Extracted records
•••••

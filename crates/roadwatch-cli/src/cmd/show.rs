//! `rw show`: show one issue.

use super::{IssueView, open_store};
use crate::output::{OutputMode, render_item};
use anyhow::Result;
use clap::Args;
use roadwatch_core::config::ProjectConfig;
use roadwatch_core::error::StoreError;
use roadwatch_core::model::IssueId;
use roadwatch_core::store::IssueStore;
use std::path::Path;

#[derive(Args, Debug)]
pub struct ShowArgs {
    /// Issue ID (e.g. r_1717000000000_ab12cd).
    pub id: IssueId,
}

pub async fn run_show(
    args: &ShowArgs,
    config: &ProjectConfig,
    output: OutputMode,
    project_root: &Path,
) -> Result<()> {
    let store = open_store(project_root, config)?;
    let record = store
        .get(&args.id)
        .await?
        .ok_or_else(|| StoreError::NotFound { id: args.id.clone() })?;
    render_item(&IssueView(record), output)?;
    Ok(())
}
use crate::error::ErrorCode;
use fs2::FileExt;
use std::{
    fs::{self, File, OpenOptions},
    io,
    path::{Path, PathBuf},
    thread,
    time::{Duration, Instant},
};

/// Advisory lock errors for the on-disk issue collection.
#[derive(Debug, thiserror::Error)]
pub enum LockError {
    #[error("{}: lock timed out after {waited:?} at {}", ErrorCode::LockContention, path.display())]
    Timeout { path: PathBuf, waited: Duration },
    #[error("{}: {0}", ErrorCode::StoreWriteFailed)]
    IoError(#[from] io::Error),
}

impl LockError {
    /// Machine-readable code associated with this lock error.
    #[must_use]
    pub const fn code(&self) -> ErrorCode {
        match self {
            Self::Timeout { .. } => ErrorCode::LockContention,
            Self::IoError(_) => ErrorCode::StoreWriteFailed,
        }
    }

    /// Optional remediation hint for the user.
    #[must_use]
    pub const fn hint(&self) -> Option<&'static str> {
        self.code().hint()
    }
}

#[derive(Clone, Copy)]
enum LockKind {
    Shared,
    Exclusive,
}

#[derive(Debug)]
struct FileGuard {
    file: File,
    path: PathBuf,
}

impl FileGuard {
    fn acquire(path: &Path, timeout: Duration, kind: LockKind) -> Result<Self, LockError> {
        let parent = path.parent().ok_or_else(|| {
            io::Error::new(io::ErrorKind::InvalidInput, "lock path has no parent")
        })?;
        fs::create_dir_all(parent)?;

        let start = Instant::now();
        loop {
            let file = OpenOptions::new()
                .create(true)
                .read(true)
                .write(true)
                .truncate(false)
                .open(path)?;

            let contended = match kind {
                LockKind::Shared => file.try_lock_shared().is_err(),
                LockKind::Exclusive => file.try_lock_exclusive().is_err(),
            };

            if !contended {
                return Ok(Self {
                    file,
                    path: path.to_path_buf(),
                });
            }

            if start.elapsed() >= timeout {
                return Err(LockError::Timeout {
                    path: path.to_path_buf(),
                    waited: start.elapsed(),
                });
            }

            thread::sleep(Duration::from_millis(10));
        }
    }
}

impl Drop for FileGuard {
    fn drop(&mut self) {
        let _ = self.file.unlock();
    }
}

/// RAII guard held while a collection is rewritten.
#[derive(Debug)]
pub struct StoreWriteLock {
    guard: FileGuard,
}

impl StoreWriteLock {
    /// Acquire an exclusive advisory lock on the lock path.
    pub fn acquire(path: &Path, timeout: Duration) -> Result<Self, LockError> {
        Ok(Self {
            guard: FileGuard::acquire(path, timeout, LockKind::Exclusive)?,
        })
    }

    /// Return the lock file path.
    pub fn path(&self) -> &Path {
        &self.guard.path
    }
}

/// RAII guard for reading a collection while no writer is mid-rename.
#[derive(Debug)]
pub struct StoreReadLock {
    guard: FileGuard,
}

impl StoreReadLock {
    /// Acquire a shared advisory lock on the lock path.
    pub fn acquire(path: &Path, timeout: Duration) -> Result<Self, LockError> {
        Ok(Self {
            guard: FileGuard::acquire(path, timeout, LockKind::Shared)?,
        })
    }

    /// Return the lock file path.
    pub fn path(&self) -> &Path {
        &self.guard.path
    }
}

•••••

→ **TASK**
Your answer should consist only of the lines from the one with "if start.elapsed() >= timeout" through the last line of the entries above, retyped exactly.

→ **RESULT OF THE TASK**
            if start.elapsed() >= timeout {
                return Err(LockError::Timeout {
                    path: path.to_path_buf(),
                    waited: start.elapsed(),
                });
            }

            thread::sleep(Duration::from_millis(10));
        }
    }
}

impl Drop for FileGuard {
    fn drop(&mut self) {
        let _ = self.file.unlock();
    }
}

/// RAII guard held while a collection is rewritten.
#[derive(Debug)]
pub struct StoreWriteLock {
    guard: FileGuard,
}

impl StoreWriteLock {
    /// Acquire an exclusive advisory lock on the lock path.
    pub fn acquire(path: &Path, timeout: Duration) -> Result<Self, LockError> {
        Ok(Self {
            guard: FileGuard::acquire(path, timeout, LockKind::Exclusive)?,
        })
    }

    /// Return the lock file path.
    pub fn path(&self) -> &Path {
        &self.guard.path
    }
}

/// RAII guard for reading a collection while no writer is mid-rename.
#[derive(Debug)]
pub struct StoreReadLock {
    guard: FileGuard,
}

impl StoreReadLock {
    /// Acquire a shared advisory lock on the lock path.
    pub fn acquire(path: &Path, timeout: Duration) -> Result<Self, LockError> {
        Ok(Self {
            guard: FileGuard::acquire(path, timeout, LockKind::Shared)?,
        })
    }

    /// Return the lock file path.
    pub fn path(&self) -> &Path {
        &self.guard.path
    }
}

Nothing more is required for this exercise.